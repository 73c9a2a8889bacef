//! Credential handling.

mod credentials;

pub use credentials::SecretString;
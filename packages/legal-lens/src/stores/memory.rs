//! In-memory summary cache.

use async_trait::async_trait;
use std::collections::HashMap;
use tokio::sync::RwLock;

use crate::traits::cache::{normalize_url, SummaryCache};
use crate::types::summary::SummaryResult;

/// Session cache of summaries, keyed by [`normalize_url`].
///
/// Lives as long as the value; dropping it ends the session.
#[derive(Default)]
pub struct MemoryCache {
    summaries: RwLock<HashMap<String, SummaryResult>>,
}

impl MemoryCache {
    /// Create a new empty cache.
    pub fn new() -> Self {
        Self::default()
    }
}

#[async_trait]
impl SummaryCache for MemoryCache {
    async fn get(&self, url: &str) -> Option<SummaryResult> {
        self.summaries.read().await.get(&normalize_url(url)).cloned()
    }

    async fn store(&self, url: &str, summary: SummaryResult) {
        self.summaries
            .write()
            .await
            .insert(normalize_url(url), summary);
    }

    async fn len(&self) -> usize {
        self.summaries.read().await.len()
    }

    async fn clear(&self) {
        self.summaries.write().await.clear();
    }
}

#[cfg(test)]
mod tests {
    use super::*;

    fn summary(point: &str) -> SummaryResult {
        SummaryResult {
            key_points: vec![point.to_string()],
            ..Default::default()
        }
    }

    #[tokio::test]
    async fn test_store_and_get() {
        let cache = MemoryCache::new();
        assert!(cache.is_empty().await);

        cache.store("https://x.com/terms", summary("a")).await;

        assert_eq!(cache.get("https://x.com/terms").await, Some(summary("a")));
        assert_eq!(cache.get("https://x.com/privacy").await, None);
        assert_eq!(cache.len().await, 1);
    }

    #[tokio::test]
    async fn test_fragment_shares_entry() {
        let cache = MemoryCache::new();
        cache.store("https://x.com/terms#section-2", summary("a")).await;

        assert_eq!(cache.get("https://x.com/terms").await, Some(summary("a")));
        assert_eq!(cache.len().await, 1);
    }

    #[tokio::test]
    async fn test_last_write_wins() {
        let cache = MemoryCache::new();
        cache.store("https://x.com/terms", summary("first")).await;
        cache.store("https://x.com/terms", summary("second")).await;

        assert_eq!(cache.get("https://x.com/terms").await, Some(summary("second")));
        assert_eq!(cache.len().await, 1);
    }

    #[tokio::test]
    async fn test_clear() {
        let cache = MemoryCache::new();
        cache.store("https://x.com/a", summary("a")).await;
        cache.store("https://x.com/b", summary("b")).await;

        cache.clear().await;
        assert!(cache.is_empty().await);
    }
}
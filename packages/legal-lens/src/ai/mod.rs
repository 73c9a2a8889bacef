//! Chat backend implementations.

mod openai;

pub use openai::OpenAIBackend;
//! Summary cache implementations.

pub mod memory;

pub use memory::MemoryCache;
//! OpenAI implementation of the chat backend.
//!
//! # Example
//!
//! ```rust,ignore
//! use legal_lens::ai::OpenAIBackend;
//!
//! let backend = OpenAIBackend::new(OpenAIClient::new("sk-..."));
//! let remote = RemoteSummarizer::new(Arc::new(backend), &config);
//! ```

use async_trait::async_trait;
use openai_client::{ChatRequest, Message, OpenAIClient, OpenAIError};
use serde_json::Value;

use crate::error::BackendError;
use crate::traits::backend::{ChatBackend, CompletionRequest};
use crate::types::config::RemoteConfig;

/// [`ChatBackend`] over [`OpenAIClient`].
#[derive(Clone)]
pub struct OpenAIBackend {
    client: OpenAIClient,
}

impl OpenAIBackend {
    pub fn new(client: OpenAIClient) -> Self {
        Self { client }
    }

    /// Build from config; `None` when no API key is set.
    pub fn from_config(config: &RemoteConfig) -> Option<Self> {
        let api_key = config.api_key.as_ref()?;
        let client = OpenAIClient::new(api_key.expose()).with_base_url(&config.base_url);
        Some(Self::new(client))
    }

    pub fn base_url(&self) -> &str {
        self.client.base_url()
    }
}

#[async_trait]
impl ChatBackend for OpenAIBackend {
    async fn complete(&self, request: &CompletionRequest) -> Result<Value, BackendError> {
        let chat = ChatRequest::new(&request.model)
            .message(Message::user(&request.prompt))
            .max_tokens(request.max_tokens)
            .temperature(request.temperature);

        self.client
            .chat_completion_raw(&chat)
            .await
            .map_err(into_backend_error)
    }
}

fn into_backend_error(error: OpenAIError) -> BackendError {
    if error.is_rate_limited() {
        BackendError::RateLimited
    } else {
        BackendError::Transport(error.to_string())
    }
}
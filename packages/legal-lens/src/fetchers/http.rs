//! HTTP document fetcher.
//!
//! Plain GET with browser-like headers. No JavaScript rendering, so pages
//! that build their legal text client-side come back mostly empty.

use async_trait::async_trait;
use reqwest::header::{HeaderMap, HeaderValue, ACCEPT, ACCEPT_LANGUAGE};
use std::time::Duration;
use tracing::{debug, warn};

use crate::error::{FetchError, FetchResult};
use crate::traits::fetcher::DocumentFetcher;

const USER_AGENT: &str = "Mozilla/5.0 (Macintosh; Intel Mac OS X 10_15_7) AppleWebKit/537.36 (KHTML, like Gecko) Chrome/120.0.0.0 Safari/537.36";

const REQUEST_TIMEOUT: Duration = Duration::from_secs(30);

const MAX_REDIRECTS: usize = 5;

/// Fetches documents over HTTP(S) with `reqwest`.
#[derive(Debug, Clone)]
pub struct HttpFetcher {
    client: reqwest::Client,
}

impl HttpFetcher {
    /// Build a fetcher with the default client settings.
    pub fn new() -> Result<Self, reqwest::Error> {
        let mut headers = HeaderMap::new();
        headers.insert(
            ACCEPT,
            HeaderValue::from_static(
                "text/html,application/xhtml+xml,application/xml;q=0.9,*/*;q=0.8",
            ),
        );
        headers.insert(ACCEPT_LANGUAGE, HeaderValue::from_static("en-US,en;q=0.5"));

        let client = reqwest::Client::builder()
            .timeout(REQUEST_TIMEOUT)
            .user_agent(USER_AGENT)
            .default_headers(headers)
            .redirect(reqwest::redirect::Policy::limited(MAX_REDIRECTS))
            .build()?;

        Ok(Self { client })
    }
}

#[async_trait]
impl DocumentFetcher for HttpFetcher {
    async fn fetch(&self, url: &str) -> FetchResult<String> {
        let parsed = url::Url::parse(url).map_err(|_| FetchError::InvalidUrl {
            url: url.to_string(),
        })?;

        let response = self.client.get(parsed).send().await.map_err(|e| {
            warn!(url = %url, error = %e, "Document request failed");
            FetchError::Http {
                url: url.to_string(),
                source: Box::new(e),
            }
        })?;

        let status = response.status();
        if !status.is_success() {
            warn!(url = %url, status = status.as_u16(), "Document request returned error status");
            return Err(FetchError::Status {
                url: url.to_string(),
                status: status.as_u16(),
            });
        }

        let body = response.text().await.map_err(|e| FetchError::Http {
            url: url.to_string(),
            source: Box::new(e),
        })?;

        debug!(url = %url, bytes = body.len(), "Fetched document");
        Ok(body)
    }

    fn name(&self) -> &str {
        "http"
    }
}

^^^^

# Work item:
Filter the data for the string "CompletionRequest" and copy every line that has it.

# Answer below:
use crate::traits::backend::{ChatBackend, CompletionRequest};
    async fn complete(&self, request: &CompletionRequest) -> Result<Value, BackendError> {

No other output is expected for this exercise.